As the name suggests, the Labradoodle was born from breeding a Labrador with a Poodle. But did you know that the parents play an important part in Labradoodle puppy’s characteristics? Their size and weight, for example really depend on whether a toy, miniature or standard Poodle was used in the breeding.
Here’s your go-to Labradoodle dog breed guide with facts and care tips you need to know about Labradoodles to help keep your pup in tip top shape.
|How much||£430 - £2500|
|Size||there are three size variation varying between 36-61cm|
|Weight||23-27kg depending on the height|
|Grooming||every 4-6 weeks depending on coat|
|Temperament||intelligent, affectionate, excitable|
|Colours||caramel, chocolate, cream, golden/apricot, parchment,
red, chalk, black, silver, blue, lavender, phantom
|Exercise||30-60 minutes a day|
Labradoodle pet insurance
Dog insurance for your Labradoodle will give you peace of mind when it comes to providing healthcare for your pet.

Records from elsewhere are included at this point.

//! Identity types
//!
//! - RecordId: opaque key of one normalized record (e.g. "user:1")
//! - OperationId: key of one committed query result (request + variables)

use serde::{Deserialize, Serialize};
use std::fmt;
use std::sync::Arc;

/// Identity of a normalized record
///
/// Opaque and immutable once assigned. Cheap to clone: the string is
/// shared, so ids can be copied freely into watch sets and epoch maps.
#[derive(Debug, Clone, PartialEq, Eq, Hash, PartialOrd, Ord, Serialize, Deserialize)]
pub struct RecordId(Arc<str>);

impl RecordId {
    /// Create a record id from any string-like key
    pub fn new(id: impl AsRef<str>) -> Self {
        RecordId(Arc::from(id.as_ref()))
    }

    /// Get the id as a string slice
    pub fn as_str(&self) -> &str {
        &self.0
    }
}

impl fmt::Display for RecordId {
    fn fmt(&self, f: &mut fmt::Formatter<'_>) -> fmt::Result {
        f.write_str(&self.0)
    }
}

impl From<&str> for RecordId {
    fn from(s: &str) -> Self {
        RecordId::new(s)
    }
}

impl From<String> for RecordId {
    fn from(s: String) -> Self {
        RecordId(Arc::from(s))
    }
}

/// Identity of a committed operation result
///
/// Built from the request identifier and its serialized variables, so two
/// executions of the same query with the same variables share one capture.
#[derive(Debug, Clone, PartialEq, Eq, Hash, PartialOrd, Ord, Serialize, Deserialize)]
pub struct OperationId(String);

impl OperationId {
    /// Create an operation id from a request name without variables
    pub fn new(request: impl Into<String>) -> Self {
        OperationId(request.into())
    }

    /// Create an operation id from a request name and serialized variables
    pub fn with_variables(request: &str, variables: &serde_json::Value) -> Self {
        OperationId(format!("{}{}", request, variables))
    }

    /// Get the id as a string slice
    pub fn as_str(&self) -> &str {
        &self.0
    }
}

impl fmt::Display for OperationId {
    fn fmt(&self, f: &mut fmt::Formatter<'_>) -> fmt::Result {
        f.write_str(&self.0)
    }
}

impl From<&str> for OperationId {
    fn from(s: &str) -> Self {
        OperationId::new(s)
    }
}
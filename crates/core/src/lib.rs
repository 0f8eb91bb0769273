//! Core types for recstore
//!
//! This crate defines the foundational types used throughout the system:
//! - RecordId: Identity of one normalized record
//! - OperationId: Identity of one committed query result
//! - Record / FieldValue: Normalized entity with scalar and linked fields
//! - Value: Scalar payload stored in record fields
//! - Error: Error type hierarchy
//! - Contract types: Epoch, Timestamp

#![warn(missing_docs)]
#![warn(clippy::all)]

pub mod contract;
pub mod error;
pub mod record;
pub mod types;
pub mod value;

pub use contract::{Epoch, Timestamp};
pub use error::{Error, Result};
pub use record::{FieldValue, Record};
pub use types::{OperationId, RecordId};
pub use value::Value;
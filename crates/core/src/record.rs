//! Normalized records
//!
//! A record is a flat map from field key to either a scalar [`Value`] or a
//! link to other records by [`RecordId`]. Records are replaced wholesale in
//! the store; field updates happen on a copy inside a transaction.

use crate::types::RecordId;
use crate::value::Value;
use serde::{Deserialize, Serialize};
use std::collections::BTreeMap;

/// Content of one record field
#[derive(Debug, Clone, PartialEq, Serialize, Deserialize)]
pub enum FieldValue {
    /// Scalar value
    Scalar(Value),
    /// Link to a single record (or to nothing, for a null link)
    Link(Option<RecordId>),
    /// Plural link; individual entries may be null
    Links(Vec<Option<RecordId>>),
}

impl FieldValue {
    /// Iterate over every record id this field links to
    pub fn linked_ids(&self) -> impl Iterator<Item = &RecordId> {
        let ids: Box<dyn Iterator<Item = &RecordId>> = match self {
            FieldValue::Scalar(_) => Box::new(std::iter::empty()),
            FieldValue::Link(link) => Box::new(link.iter()),
            FieldValue::Links(links) => Box::new(links.iter().flatten()),
        };
        ids
    }
}

/// A normalized entity
#[derive(Debug, Clone, PartialEq, Serialize, Deserialize)]
pub struct Record {
    id: RecordId,
    typename: Option<String>,
    fields: BTreeMap<String, FieldValue>,
}

impl Record {
    /// Create an empty record
    pub fn new(id: RecordId, typename: Option<String>) -> Self {
        Self {
            id,
            typename,
            fields: BTreeMap::new(),
        }
    }

    /// Record identity
    pub fn id(&self) -> &RecordId {
        &self.id
    }

    /// Type name, if known
    pub fn typename(&self) -> Option<&str> {
        self.typename.as_deref()
    }

    /// Get a raw field
    pub fn field(&self, key: &str) -> Option<&FieldValue> {
        self.fields.get(key)
    }

    /// Get a scalar field
    pub fn value(&self, key: &str) -> Option<&Value> {
        match self.fields.get(key) {
            Some(FieldValue::Scalar(v)) => Some(v),
            _ => None,
        }
    }

    /// Get a singular link field
    pub fn linked_record(&self, key: &str) -> Option<&RecordId> {
        match self.fields.get(key) {
            Some(FieldValue::Link(link)) => link.as_ref(),
            _ => None,
        }
    }

    /// Get a plural link field
    pub fn linked_records(&self, key: &str) -> Option<&[Option<RecordId>]> {
        match self.fields.get(key) {
            Some(FieldValue::Links(links)) => Some(links),
            _ => None,
        }
    }

    /// Set a field, returning the previous content
    pub fn set_field(&mut self, key: impl Into<String>, value: FieldValue) -> Option<FieldValue> {
        self.fields.insert(key.into(), value)
    }

    /// Set a scalar field
    pub fn set_value(&mut self, key: impl Into<String>, value: impl Into<Value>) {
        self.fields.insert(key.into(), FieldValue::Scalar(value.into()));
    }

    /// Remove a field
    pub fn remove_field(&mut self, key: &str) -> Option<FieldValue> {
        self.fields.remove(key)
    }

    /// Iterate over fields in key order
    pub fn fields(&self) -> impl Iterator<Item = (&str, &FieldValue)> {
        self.fields.iter().map(|(k, v)| (k.as_str(), v))
    }

    /// Every record id reachable in one hop from this record
    pub fn references(&self) -> impl Iterator<Item = &RecordId> {
        self.fields.values().flat_map(FieldValue::linked_ids)
    }
}
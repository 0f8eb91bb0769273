//! Engine layer for recstore
//!
//! The [`Environment`] ties the lower layers together:
//! - storage: record store and invalidation state
//! - concurrency: the single-open transaction boundary
//! - subscriptions: batched invalidation notifications
//! - staleness: the cache-or-network verdict for captured results
//!
//! # Quick Start
//!
//! ```
//! use recstore_core::{OperationId, Record, RecordId};
//! use recstore_engine::{Environment, EnvironmentConfig, OperationAvailability};
//!
//! let env = Environment::new(EnvironmentConfig::default()).unwrap();
//! let user = RecordId::new("user:1");
//! let op = OperationId::new("UserQuery");
//!
//! env.commit_payload(op.clone(), vec![Record::new(user.clone(), None)], vec![user.clone()])
//!     .unwrap();
//! assert!(env.check(&op).is_available());
//!
//! env.invalidate_record(user).unwrap();
//! assert!(matches!(env.check(&op), OperationAvailability::Stale(_)));
//! ```

#![warn(missing_docs)]
#![warn(clippy::all)]

pub mod clock;
pub mod config;
pub mod environment;
pub mod operation;
pub mod staleness;
pub mod subscription;

pub use clock::{Clock, ManualClock, SystemClock};
pub use config::{DispatchMode, EnvironmentConfig};
pub use environment::{CommitReceipt, Environment, EnvironmentStats, InvalidationSubscription};
pub use operation::{decide, FetchDecision, FetchPolicy, OperationAvailability, OperationCapture};
pub use recstore_concurrency::{PendingOperations, TransactionContext, TransactionStatus};
pub use staleness::{is_stale, CapturedAt, StaleReason, StalenessVerdict};
pub use subscription::{
    InvalidationCallback, InvalidationEvent, SubscriptionId, SubscriptionRegistry,
};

Even the healthiest of dogs can have an unexpected tumble, so it’s good to know that their dog insurance can help when it comes to vet bills, illness or injury. Having dog insurance for your Labradoodle ensures your pup can get the help they need.
Sainsbury’s Bank Pet Insurance
Sainsbury’s Bank Pet Insurance can protect your Labradoodle puppy as young as 8 weeks old. We also cover older Labradoodles if you take out insurance before their 8th birthday. Once you have cover in place, we’ll insure them for their entire life - as long as you renew your policy year after year.
How to care for a Labradoodle
The amount of food your dog needs depends on its size. Labradoodles can be big dogs if they have been bred with a standard Poodle. This means they need a diet to match. Generally, dog food is made to a dog’s size, and in terms of how much you feed them, you’ll find this on the packaging.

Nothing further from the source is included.